Questo su De Marchi che trova squadra a fine ottobre è uno di quei pezzi che si tengono nel cassetto in attesa che le cose diventino ufficiali. E le cose in questo caso hanno avuto un’accelerazione fulminea il 20 ottobre, quando la squadra australiana ha formalizzato l’offerta, strappando il Rosso di Buja dalla china di pessimismo lungo cui s’era avviato.

Settimo al mondiale gravel, De Marchi ha chiuso il 2022 in Veneto, con la caduta alla Veneto Classic
Settimo al mondiale gravel, De Marchi ha chiuso il 2022 in Veneto, con la caduta alla Veneto Classic

Tre costole rotte

Fino al giorno prima, infatti, Alessandro infatti lottava con le tre costole rotte alla Veneto Classic, che gli impedivano di dormire e andare in bici nell’insolita primavera esplosa per tutto il Friuli.

«Sono stato a lungo in attesa – diceva – fra mille incastri. Situazioni che potrebbero concretizzarsi. Quando perdi il primo giro del mercato, va così. La gente forse si ferma davanti all’età? Sarà pur vero, ma l’anno scorso di questi tempi vincevo la Tre Valli Varesine.
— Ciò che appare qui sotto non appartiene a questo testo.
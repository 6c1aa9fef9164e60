//! GPU textures and the bounded texture registry.
//!
//! Every texture created for sampling is registered in a [`TextureRegistry`]
//! that hands out unique ids and refuses to grow beyond [`MAX_TEXTURES`].
//! Depth textures are render targets and are not registered.

use anyhow::Result;
use image::{GenericImageView, ImageFormat, load_from_memory_with_format};

use crate::error::EngineError;

/// Number of texture slots; the lit shader never binds more than this.
pub const MAX_TEXTURES: usize = 32;

#[derive(Clone, Copy, Debug, PartialEq, Eq, Hash)]
pub enum TexKind {
    Diffuse,
    Specular,
}

impl TexKind {
    /// Name of the sampler this kind is bound to in the lit shader.
    pub fn uniform_name(&self) -> &'static str {
        match self {
            TexKind::Diffuse => "texture_diffuse",
            TexKind::Specular => "texture_specular",
        }
    }
}

#[derive(Clone, Copy, Debug, PartialEq, Eq, Hash, PartialOrd, Ord)]
pub struct TextureId(u32);

impl TextureId {
    pub fn get(&self) -> u32 {
        self.0
    }
}

/// Fixed-capacity set of live texture ids.
#[derive(Debug, Default)]
pub struct TextureRegistry {
    ids: Vec<TextureId>,
    next: u32,
}

impl TextureRegistry {
    pub fn new() -> Self {
        Self {
            ids: Vec::with_capacity(MAX_TEXTURES),
            next: 1,
        }
    }

    /// Reserves a slot and returns its id.
    pub fn register(&mut self) -> Result<TextureId, EngineError> {
        if self.ids.len() >= MAX_TEXTURES {
            return Err(EngineError::TextureRegistryFull {
                capacity: MAX_TEXTURES,
            });
        }
        // Ids are never reused, so a released id cannot alias a new texture
        let id = TextureId(self.next.max(1));
        self.next = id.0 + 1;
        self.ids.push(id);
        Ok(id)
    }

    /// Frees the slot held by `id`. Returns false if it was not registered.
    pub fn release(&mut self, id: TextureId) -> bool {
        match self.ids.iter().position(|other| *other == id) {
            Some(idx) => {
                self.ids.swap_remove(idx);
                true
            }
            None => false,
        }
    }

    pub fn contains(&self, id: TextureId) -> bool {
        self.ids.contains(&id)
    }

    pub fn len(&self) -> usize {
        self.ids.len()
    }

    pub fn is_empty(&self) -> bool {
        self.ids.is_empty()
    }

    pub fn ids(&self) -> &[TextureId] {
        &self.ids
    }

    pub fn clear(&mut self) {
        self.ids.clear();
    }
}

/// Sampled texture with its view, sampler and registry id.
#[derive(Debug)]
pub struct Texture {
    #[allow(unused)]
    pub texture: wgpu::Texture,
    pub view: wgpu::TextureView,
    pub sampler: wgpu::Sampler,
    id: TextureId,
    kind: TexKind,
    file: String,
}

impl Texture {
    pub const DEPTH_FORMAT: wgpu::TextureFormat = wgpu::TextureFormat::Depth32Float;

    pub fn id(&self) -> TextureId {
        self.id
    }

    pub fn kind(&self) -> TexKind {
        self.kind
    }

    /// The file this texture was decoded from, empty for generated ones.
    pub fn file(&self) -> &str {
        &self.file
    }

    /// Depth buffer matching a surface of `size` pixels.
    pub fn create_depth_texture(device: &wgpu::Device, size: [u32; 2], label: &str) -> wgpu::TextureView {
        let size = wgpu::Extent3d {
            width: size[0].max(1),
            height: size[1].max(1),
            depth_or_array_layers: 1,
        };
        let desc = wgpu::TextureDescriptor {
            label: Some(label),
            size,
            mip_level_count: 1,
            sample_count: 1,
            dimension: wgpu::TextureDimension::D2,
            format: Self::DEPTH_FORMAT,
            usage: wgpu::TextureUsages::RENDER_ATTACHMENT | wgpu::TextureUsages::TEXTURE_BINDING,
            view_formats: &[Self::DEPTH_FORMAT],
        };
        let texture = device.create_texture(&desc);
        texture.create_view(&wgpu::TextureViewDescriptor::default())
    }

    /// Loads an image file relative to the asset root.
    pub fn load(
        registry: &mut TextureRegistry,
        device: &wgpu::Device,
        queue: &wgpu::Queue,
        path: &str,
        kind: TexKind,
    ) -> Result<Texture> {
        crate::resources::load_texture(path, kind, registry, device, queue)
    }

    /// A 1x1 texture of a single colour, used when an image fails to load.
    pub fn solid(
        registry: &mut TextureRegistry,
        device: &wgpu::Device,
        queue: &wgpu::Queue,
        rgba: [u8; 4],
        kind: TexKind,
    ) -> Result<Texture> {
        let img = image::DynamicImage::ImageRgba8(image::RgbaImage::from_pixel(1, 1, image::Rgba(rgba)));
        Self::from_image(registry, device, queue, &img, "", kind)
    }

    /// Decodes an image file's bytes. `format` is an optional extension hint.
    pub fn from_bytes(
        registry: &mut TextureRegistry,
        device: &wgpu::Device,
        queue: &wgpu::Queue,
        bytes: &[u8],
        file: &str,
        format: Option<&str>,
        kind: TexKind,
    ) -> Result<Self> {
        let img = match format.and_then(ImageFormat::from_extension) {
            None => image::load_from_memory(bytes)?,
            Some(fmt) => load_from_memory_with_format(bytes, fmt)?,
        };
        Self::from_image(registry, device, queue, &img, file, kind)
    }

    pub fn from_image(
        registry: &mut TextureRegistry,
        device: &wgpu::Device,
        queue: &wgpu::Queue,
        img: &image::DynamicImage,
        file: &str,
        kind: TexKind,
    ) -> Result<Self> {
        let id = registry.register()?;
        let dimensions = img.dimensions();
        let rgba = img.to_rgba8();

        let size = wgpu::Extent3d {
            width: dimensions.0,
            height: dimensions.1,
            depth_or_array_layers: 1,
        };
        // Specular maps hold intensities, not colours
        let format = match kind {
            TexKind::Diffuse => wgpu::TextureFormat::Rgba8UnormSrgb,
            TexKind::Specular => wgpu::TextureFormat::Rgba8Unorm,
        };
        let label = format!("{} #{}", kind.uniform_name(), id.get());
        let texture = device.create_texture(&wgpu::TextureDescriptor {
            label: Some(&label),
            size,
            mip_level_count: 1,
            sample_count: 1,
            dimension: wgpu::TextureDimension::D2,
            format,
            usage: wgpu::TextureUsages::TEXTURE_BINDING | wgpu::TextureUsages::COPY_DST,
            view_formats: &[],
        });

        queue.write_texture(
            wgpu::TexelCopyTextureInfo {
                aspect: wgpu::TextureAspect::All,
                texture: &texture,
                mip_level: 0,
                origin: wgpu::Origin3d::ZERO,
            },
            &rgba,
            wgpu::TexelCopyBufferLayout {
                offset: 0,
                bytes_per_row: Some(4 * dimensions.0),
                rows_per_image: Some(dimensions.1),
            },
            size,
        );

        let view = texture.create_view(&wgpu::TextureViewDescriptor::default());
        let sampler = create_default_sampler(device);
        log::debug!("Loaded texture {} ({}x{}) as {:?}", file, dimensions.0, dimensions.1, id);

        Ok(Self {
            texture,
            view,
            sampler,
            id,
            kind,
            file: file.to_string(),
        })
    }

    /// Releases the registry slot. The GPU memory goes with the last handle.
    pub fn destroy(self, registry: &mut TextureRegistry) {
        if !registry.release(self.id) {
            log::warn!("Texture {} was not registered", self.file);
        }
    }
}

pub fn create_default_sampler(device: &wgpu::Device) -> wgpu::Sampler {
    device.create_sampler(&wgpu::SamplerDescriptor {
        address_mode_u: wgpu::AddressMode::Repeat,
        address_mode_v: wgpu::AddressMode::Repeat,
        address_mode_w: wgpu::AddressMode::Repeat,
        mag_filter: wgpu::FilterMode::Linear,
        min_filter: wgpu::FilterMode::Linear,
        ..Default::default()
    })
}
Non ero pronto a vivere questa situazione, perché avrò pure 36 anni, ma penso che nel giusto ambiente potrei ancora fare le mie cosette».

E alla fine proprio i tuoi 36 anni sono diventati un valore aggiunto…

E’ l’argomento che hanno usato, anche per spiegare il fatto che siano venuti a cercarmi così tardi. Brent (Copeland, manager del team, ndr) mi ha dato un’interpretazione molto interessante. Per il 2023 hanno inserito parecchi giovani, tra neopro’ e nuova gente. Mi pare 7-8 ragazzi sotto i 23 anni e hanno bisogno di un innesto un po’ più vecchietto e per questo hanno visto in me una buona figura. In particolare mi hanno anticipato il progetto del Giro, nel senso che probabilmente vorrebbero mandare un gruppo relativamente giovane, portando me come… chioccia.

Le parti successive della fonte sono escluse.